YOUR OBJECTIVE: For each line below with the word "clap", write out a copy.

(Stored data entries)

▼

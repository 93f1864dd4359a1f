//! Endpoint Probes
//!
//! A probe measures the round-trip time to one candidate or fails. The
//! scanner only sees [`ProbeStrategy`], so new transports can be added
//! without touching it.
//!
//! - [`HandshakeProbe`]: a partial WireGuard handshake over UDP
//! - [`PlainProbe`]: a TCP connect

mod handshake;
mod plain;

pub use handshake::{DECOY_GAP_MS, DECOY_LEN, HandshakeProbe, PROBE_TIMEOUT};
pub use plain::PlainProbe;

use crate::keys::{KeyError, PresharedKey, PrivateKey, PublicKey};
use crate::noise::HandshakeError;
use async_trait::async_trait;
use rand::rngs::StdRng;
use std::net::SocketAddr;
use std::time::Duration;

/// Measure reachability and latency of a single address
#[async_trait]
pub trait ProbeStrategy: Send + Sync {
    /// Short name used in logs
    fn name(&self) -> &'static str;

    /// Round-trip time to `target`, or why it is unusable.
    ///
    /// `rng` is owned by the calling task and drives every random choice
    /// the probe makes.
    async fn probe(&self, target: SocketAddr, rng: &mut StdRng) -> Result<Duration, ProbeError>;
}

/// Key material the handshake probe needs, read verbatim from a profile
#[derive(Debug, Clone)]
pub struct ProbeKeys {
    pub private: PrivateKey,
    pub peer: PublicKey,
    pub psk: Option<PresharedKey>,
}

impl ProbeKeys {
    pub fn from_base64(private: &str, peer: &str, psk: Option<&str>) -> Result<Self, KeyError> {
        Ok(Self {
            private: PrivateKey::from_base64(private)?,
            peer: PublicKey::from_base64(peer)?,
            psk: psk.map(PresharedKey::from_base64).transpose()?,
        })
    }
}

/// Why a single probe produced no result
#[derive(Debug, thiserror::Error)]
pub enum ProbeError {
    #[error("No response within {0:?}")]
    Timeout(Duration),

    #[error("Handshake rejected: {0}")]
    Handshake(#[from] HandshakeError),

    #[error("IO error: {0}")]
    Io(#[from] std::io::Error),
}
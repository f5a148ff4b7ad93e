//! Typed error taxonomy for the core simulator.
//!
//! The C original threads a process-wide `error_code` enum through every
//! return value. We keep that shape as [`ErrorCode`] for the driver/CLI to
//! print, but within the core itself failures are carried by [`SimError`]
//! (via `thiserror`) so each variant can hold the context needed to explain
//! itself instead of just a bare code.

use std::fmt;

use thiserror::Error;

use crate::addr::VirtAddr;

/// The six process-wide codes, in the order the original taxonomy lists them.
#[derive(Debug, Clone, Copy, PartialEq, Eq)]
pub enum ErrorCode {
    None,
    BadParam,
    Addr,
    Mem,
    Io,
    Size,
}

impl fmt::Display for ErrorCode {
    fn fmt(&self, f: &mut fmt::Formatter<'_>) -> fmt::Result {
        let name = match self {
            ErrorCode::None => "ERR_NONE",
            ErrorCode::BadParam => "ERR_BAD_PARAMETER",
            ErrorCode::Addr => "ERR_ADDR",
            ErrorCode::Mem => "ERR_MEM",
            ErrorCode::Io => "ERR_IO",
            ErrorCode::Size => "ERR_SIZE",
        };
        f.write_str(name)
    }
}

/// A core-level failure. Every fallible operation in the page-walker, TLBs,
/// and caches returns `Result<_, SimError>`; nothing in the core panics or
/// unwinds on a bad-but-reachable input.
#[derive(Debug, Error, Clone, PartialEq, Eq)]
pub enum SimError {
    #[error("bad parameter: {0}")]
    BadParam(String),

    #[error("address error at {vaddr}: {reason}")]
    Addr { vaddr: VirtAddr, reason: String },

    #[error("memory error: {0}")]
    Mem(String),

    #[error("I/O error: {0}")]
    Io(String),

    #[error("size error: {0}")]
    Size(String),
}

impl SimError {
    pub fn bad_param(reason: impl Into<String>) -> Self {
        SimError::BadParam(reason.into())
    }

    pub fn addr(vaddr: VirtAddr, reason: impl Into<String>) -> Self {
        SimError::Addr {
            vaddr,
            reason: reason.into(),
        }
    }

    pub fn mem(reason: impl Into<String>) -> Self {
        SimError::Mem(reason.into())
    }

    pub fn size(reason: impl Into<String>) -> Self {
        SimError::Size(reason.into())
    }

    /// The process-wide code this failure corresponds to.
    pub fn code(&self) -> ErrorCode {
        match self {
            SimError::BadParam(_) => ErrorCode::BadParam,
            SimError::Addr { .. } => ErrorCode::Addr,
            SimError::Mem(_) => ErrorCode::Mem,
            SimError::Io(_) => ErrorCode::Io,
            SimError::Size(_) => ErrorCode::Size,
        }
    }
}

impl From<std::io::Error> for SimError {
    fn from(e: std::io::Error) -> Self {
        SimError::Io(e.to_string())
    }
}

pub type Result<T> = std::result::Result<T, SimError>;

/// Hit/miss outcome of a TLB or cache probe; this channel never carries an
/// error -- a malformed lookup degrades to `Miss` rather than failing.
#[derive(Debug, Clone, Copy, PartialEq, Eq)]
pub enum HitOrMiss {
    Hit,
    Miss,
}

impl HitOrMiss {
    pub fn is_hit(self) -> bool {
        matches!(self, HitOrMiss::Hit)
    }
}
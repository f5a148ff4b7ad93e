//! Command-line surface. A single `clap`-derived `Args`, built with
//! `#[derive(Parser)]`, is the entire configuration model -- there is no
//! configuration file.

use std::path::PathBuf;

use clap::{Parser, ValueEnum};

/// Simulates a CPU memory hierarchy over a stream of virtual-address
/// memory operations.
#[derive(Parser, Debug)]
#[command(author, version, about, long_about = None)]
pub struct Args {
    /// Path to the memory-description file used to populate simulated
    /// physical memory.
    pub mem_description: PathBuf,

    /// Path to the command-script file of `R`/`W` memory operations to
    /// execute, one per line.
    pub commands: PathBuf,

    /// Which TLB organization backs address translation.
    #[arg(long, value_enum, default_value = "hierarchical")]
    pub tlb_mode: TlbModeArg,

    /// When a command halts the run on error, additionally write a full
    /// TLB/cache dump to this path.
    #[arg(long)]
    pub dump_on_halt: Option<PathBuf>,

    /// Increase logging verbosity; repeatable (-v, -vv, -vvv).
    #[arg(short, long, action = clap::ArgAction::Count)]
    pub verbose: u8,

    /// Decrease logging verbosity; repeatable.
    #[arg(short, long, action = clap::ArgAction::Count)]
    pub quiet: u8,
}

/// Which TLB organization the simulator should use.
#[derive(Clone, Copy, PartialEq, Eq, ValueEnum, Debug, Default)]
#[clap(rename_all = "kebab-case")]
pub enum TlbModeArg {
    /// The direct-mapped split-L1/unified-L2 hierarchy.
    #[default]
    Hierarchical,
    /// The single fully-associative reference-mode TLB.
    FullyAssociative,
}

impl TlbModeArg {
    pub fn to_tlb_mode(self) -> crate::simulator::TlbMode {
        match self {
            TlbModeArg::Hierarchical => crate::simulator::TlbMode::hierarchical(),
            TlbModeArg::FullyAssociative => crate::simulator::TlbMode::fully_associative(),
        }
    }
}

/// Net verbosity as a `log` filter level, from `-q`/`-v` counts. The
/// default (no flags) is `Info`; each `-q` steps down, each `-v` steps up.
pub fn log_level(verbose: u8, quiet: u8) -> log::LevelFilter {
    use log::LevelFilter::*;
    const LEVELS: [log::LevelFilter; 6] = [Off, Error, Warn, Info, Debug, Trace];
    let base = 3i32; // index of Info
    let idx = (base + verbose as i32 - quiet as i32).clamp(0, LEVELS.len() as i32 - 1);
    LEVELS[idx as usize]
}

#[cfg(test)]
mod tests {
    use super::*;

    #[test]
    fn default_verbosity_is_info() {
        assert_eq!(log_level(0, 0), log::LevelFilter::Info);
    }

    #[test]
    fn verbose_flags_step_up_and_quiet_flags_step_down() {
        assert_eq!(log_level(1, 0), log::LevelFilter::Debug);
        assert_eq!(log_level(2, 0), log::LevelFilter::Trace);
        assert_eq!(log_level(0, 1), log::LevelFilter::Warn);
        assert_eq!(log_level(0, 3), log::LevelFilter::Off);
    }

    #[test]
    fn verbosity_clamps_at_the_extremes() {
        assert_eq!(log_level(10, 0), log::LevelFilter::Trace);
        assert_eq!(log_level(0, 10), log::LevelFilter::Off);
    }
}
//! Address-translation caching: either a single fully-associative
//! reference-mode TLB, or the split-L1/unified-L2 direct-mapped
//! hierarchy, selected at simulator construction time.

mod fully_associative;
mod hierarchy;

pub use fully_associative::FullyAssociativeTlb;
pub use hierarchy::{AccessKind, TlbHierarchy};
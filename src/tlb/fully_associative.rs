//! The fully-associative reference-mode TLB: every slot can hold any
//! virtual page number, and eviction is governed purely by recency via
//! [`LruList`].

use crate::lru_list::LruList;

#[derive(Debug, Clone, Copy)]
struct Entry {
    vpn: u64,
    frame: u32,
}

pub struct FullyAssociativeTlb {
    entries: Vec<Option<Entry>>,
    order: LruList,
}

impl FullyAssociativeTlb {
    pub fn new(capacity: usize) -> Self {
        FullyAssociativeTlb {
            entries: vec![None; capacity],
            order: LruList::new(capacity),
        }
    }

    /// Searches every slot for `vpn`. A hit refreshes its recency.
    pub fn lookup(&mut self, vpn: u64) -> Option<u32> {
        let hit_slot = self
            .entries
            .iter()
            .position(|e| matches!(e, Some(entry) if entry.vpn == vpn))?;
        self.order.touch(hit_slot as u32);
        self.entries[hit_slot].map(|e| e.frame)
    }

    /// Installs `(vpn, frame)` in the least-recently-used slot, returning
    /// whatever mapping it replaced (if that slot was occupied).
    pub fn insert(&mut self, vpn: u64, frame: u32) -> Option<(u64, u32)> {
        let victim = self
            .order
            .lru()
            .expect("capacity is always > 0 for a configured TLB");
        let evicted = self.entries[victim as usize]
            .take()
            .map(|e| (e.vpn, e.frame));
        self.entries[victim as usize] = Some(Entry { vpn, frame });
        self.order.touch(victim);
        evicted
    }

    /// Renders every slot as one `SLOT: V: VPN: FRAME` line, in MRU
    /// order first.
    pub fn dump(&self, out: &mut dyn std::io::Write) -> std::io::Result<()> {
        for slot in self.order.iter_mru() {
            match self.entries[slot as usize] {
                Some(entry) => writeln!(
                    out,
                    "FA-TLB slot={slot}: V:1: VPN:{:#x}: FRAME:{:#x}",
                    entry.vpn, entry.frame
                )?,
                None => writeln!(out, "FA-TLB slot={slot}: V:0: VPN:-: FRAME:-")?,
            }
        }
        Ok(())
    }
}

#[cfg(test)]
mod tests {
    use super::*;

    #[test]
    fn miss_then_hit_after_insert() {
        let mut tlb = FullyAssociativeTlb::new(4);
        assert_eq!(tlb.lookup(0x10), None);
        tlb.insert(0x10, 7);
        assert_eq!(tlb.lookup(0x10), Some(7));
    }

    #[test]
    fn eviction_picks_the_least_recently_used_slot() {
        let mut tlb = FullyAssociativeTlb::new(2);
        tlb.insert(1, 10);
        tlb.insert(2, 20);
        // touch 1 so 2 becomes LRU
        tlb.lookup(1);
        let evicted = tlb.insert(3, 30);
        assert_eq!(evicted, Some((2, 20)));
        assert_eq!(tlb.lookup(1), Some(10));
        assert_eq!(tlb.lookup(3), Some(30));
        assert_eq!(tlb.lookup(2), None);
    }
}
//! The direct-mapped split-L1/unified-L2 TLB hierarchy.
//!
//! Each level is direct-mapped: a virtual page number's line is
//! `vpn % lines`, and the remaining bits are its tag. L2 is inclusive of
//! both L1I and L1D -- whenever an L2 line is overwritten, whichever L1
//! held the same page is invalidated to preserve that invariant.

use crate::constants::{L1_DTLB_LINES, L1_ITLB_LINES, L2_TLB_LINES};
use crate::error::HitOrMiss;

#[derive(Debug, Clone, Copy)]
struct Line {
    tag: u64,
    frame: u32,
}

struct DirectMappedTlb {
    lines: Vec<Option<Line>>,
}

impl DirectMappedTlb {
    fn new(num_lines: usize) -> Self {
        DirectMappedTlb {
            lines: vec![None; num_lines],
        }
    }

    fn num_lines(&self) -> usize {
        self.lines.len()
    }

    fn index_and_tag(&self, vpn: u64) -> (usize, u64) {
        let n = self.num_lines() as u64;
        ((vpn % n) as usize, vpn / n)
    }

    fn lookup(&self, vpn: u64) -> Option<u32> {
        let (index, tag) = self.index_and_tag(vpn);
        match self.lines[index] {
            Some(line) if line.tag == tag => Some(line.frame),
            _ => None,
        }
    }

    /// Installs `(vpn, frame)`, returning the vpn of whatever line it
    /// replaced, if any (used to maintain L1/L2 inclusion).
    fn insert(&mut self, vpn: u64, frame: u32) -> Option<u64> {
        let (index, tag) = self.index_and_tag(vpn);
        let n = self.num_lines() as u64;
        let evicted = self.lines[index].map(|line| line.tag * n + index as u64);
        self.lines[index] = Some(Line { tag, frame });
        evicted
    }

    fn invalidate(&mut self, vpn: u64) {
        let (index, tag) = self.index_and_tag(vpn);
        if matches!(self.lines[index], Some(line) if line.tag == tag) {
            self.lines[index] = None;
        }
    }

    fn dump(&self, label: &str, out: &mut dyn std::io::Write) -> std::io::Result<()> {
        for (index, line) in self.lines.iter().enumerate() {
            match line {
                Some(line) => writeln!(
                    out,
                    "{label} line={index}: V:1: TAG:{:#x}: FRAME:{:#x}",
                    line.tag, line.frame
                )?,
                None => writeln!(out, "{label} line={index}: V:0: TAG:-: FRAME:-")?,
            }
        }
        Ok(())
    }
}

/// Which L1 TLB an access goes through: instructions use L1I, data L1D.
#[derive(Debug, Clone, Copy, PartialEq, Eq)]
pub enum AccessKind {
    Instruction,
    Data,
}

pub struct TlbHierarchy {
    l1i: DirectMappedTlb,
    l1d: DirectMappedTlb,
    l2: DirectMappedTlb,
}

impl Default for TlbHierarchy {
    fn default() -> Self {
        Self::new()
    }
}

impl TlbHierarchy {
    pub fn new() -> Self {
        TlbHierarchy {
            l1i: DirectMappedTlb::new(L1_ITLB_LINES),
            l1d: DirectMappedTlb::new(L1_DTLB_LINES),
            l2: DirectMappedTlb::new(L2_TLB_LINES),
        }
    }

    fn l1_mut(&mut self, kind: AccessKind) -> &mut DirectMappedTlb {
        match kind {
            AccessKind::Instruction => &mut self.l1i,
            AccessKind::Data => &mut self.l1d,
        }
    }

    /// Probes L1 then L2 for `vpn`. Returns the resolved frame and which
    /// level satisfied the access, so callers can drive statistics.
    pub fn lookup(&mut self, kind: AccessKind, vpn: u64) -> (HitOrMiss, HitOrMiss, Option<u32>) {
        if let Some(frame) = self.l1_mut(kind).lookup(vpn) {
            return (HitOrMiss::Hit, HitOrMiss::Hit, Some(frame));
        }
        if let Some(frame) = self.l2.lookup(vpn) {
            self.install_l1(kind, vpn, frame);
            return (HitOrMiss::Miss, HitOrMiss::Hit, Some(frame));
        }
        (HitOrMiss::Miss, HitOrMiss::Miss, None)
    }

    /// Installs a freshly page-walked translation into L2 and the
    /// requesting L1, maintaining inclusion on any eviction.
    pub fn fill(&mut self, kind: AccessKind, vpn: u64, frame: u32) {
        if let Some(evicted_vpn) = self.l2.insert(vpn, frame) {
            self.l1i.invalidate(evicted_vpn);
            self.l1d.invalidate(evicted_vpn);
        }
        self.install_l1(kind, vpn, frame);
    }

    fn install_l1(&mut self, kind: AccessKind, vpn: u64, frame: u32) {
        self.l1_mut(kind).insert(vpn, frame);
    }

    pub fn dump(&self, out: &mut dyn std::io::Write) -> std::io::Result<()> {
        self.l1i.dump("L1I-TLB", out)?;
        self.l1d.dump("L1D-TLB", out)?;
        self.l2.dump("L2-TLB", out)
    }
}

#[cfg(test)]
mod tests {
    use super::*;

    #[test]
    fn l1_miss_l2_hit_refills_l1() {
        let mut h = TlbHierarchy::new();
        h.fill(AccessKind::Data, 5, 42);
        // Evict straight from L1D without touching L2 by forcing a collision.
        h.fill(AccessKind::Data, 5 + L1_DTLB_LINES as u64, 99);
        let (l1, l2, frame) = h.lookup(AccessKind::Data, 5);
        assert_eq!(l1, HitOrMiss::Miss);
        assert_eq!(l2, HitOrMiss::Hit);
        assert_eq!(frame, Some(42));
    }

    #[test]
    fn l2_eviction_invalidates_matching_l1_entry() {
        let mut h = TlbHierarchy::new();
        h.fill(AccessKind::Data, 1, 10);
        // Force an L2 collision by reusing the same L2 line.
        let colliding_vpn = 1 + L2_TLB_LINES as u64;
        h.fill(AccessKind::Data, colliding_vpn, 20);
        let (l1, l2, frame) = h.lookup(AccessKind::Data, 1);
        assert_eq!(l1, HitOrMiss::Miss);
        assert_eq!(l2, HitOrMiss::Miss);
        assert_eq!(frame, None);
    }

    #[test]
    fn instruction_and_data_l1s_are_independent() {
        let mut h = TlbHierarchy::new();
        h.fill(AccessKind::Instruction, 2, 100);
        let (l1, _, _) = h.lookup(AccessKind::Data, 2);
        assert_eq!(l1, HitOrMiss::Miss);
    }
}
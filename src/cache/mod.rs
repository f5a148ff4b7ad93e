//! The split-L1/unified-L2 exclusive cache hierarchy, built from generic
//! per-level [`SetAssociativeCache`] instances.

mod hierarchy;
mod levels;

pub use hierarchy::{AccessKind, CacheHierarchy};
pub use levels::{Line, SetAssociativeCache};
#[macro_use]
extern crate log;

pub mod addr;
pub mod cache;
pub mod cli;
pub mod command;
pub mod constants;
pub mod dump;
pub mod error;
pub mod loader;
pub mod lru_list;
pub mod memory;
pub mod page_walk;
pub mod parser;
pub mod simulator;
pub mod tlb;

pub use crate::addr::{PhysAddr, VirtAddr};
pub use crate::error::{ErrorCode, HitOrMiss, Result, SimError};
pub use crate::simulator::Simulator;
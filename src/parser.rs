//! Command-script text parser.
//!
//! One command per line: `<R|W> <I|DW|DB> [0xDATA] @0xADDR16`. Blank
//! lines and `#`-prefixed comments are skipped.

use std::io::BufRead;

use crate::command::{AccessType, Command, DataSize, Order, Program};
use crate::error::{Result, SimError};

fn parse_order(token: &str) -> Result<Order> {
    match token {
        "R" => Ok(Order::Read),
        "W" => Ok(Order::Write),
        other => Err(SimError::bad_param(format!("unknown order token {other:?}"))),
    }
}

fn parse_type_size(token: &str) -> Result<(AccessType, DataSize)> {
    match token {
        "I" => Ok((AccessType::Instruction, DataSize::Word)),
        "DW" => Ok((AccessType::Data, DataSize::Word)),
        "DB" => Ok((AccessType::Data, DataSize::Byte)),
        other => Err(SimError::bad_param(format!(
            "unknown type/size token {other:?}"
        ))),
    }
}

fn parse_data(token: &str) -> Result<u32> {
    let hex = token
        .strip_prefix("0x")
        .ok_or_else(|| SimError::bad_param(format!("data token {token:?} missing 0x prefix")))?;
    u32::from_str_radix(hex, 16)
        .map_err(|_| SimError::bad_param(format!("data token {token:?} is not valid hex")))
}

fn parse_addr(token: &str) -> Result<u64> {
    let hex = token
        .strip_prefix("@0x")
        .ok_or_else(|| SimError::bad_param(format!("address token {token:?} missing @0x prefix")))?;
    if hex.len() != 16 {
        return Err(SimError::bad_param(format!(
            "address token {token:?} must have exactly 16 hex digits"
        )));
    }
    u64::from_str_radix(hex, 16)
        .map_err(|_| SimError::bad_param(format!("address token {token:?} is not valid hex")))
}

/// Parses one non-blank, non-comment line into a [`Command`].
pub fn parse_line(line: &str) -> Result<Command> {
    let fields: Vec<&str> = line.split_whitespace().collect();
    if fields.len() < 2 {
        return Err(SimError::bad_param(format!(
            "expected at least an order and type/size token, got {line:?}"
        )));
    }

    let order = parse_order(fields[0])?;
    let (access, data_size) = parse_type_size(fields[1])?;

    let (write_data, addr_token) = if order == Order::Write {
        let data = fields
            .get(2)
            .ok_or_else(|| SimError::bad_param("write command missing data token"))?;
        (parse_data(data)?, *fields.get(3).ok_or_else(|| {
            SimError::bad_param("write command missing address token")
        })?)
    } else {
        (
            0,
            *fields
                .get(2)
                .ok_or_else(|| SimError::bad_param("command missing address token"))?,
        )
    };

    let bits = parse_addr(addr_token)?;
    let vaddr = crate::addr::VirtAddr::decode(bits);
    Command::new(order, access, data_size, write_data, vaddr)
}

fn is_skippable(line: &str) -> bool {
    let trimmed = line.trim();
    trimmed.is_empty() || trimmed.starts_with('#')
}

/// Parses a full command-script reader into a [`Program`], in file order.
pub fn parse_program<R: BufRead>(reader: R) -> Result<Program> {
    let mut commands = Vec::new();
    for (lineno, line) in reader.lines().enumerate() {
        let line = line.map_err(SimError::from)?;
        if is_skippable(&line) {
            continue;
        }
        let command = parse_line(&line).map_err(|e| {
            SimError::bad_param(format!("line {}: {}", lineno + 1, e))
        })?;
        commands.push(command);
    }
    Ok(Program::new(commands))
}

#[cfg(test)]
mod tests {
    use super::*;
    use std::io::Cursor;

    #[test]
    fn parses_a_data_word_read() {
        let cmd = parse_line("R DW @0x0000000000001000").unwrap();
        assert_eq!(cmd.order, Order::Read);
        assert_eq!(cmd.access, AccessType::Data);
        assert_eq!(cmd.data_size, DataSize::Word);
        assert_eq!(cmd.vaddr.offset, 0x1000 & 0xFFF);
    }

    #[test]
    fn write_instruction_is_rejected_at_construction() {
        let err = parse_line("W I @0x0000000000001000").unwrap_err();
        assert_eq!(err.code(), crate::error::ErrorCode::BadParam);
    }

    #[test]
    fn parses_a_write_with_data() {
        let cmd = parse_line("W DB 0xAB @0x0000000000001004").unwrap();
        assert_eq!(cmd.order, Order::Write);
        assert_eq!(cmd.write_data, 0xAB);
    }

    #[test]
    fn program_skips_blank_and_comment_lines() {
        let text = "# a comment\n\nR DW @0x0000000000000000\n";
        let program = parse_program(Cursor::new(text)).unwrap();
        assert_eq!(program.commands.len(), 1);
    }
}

▲

TASK SOLUTION:
//! Command-line surface. A single `clap`-derived `Args`, built with
use clap::{Parser, ValueEnum};
    #[arg(short, long, action = clap::ArgAction::Count)]
    #[arg(short, long, action = clap::ArgAction::Count)]
#[clap(rename_all = "kebab-case")]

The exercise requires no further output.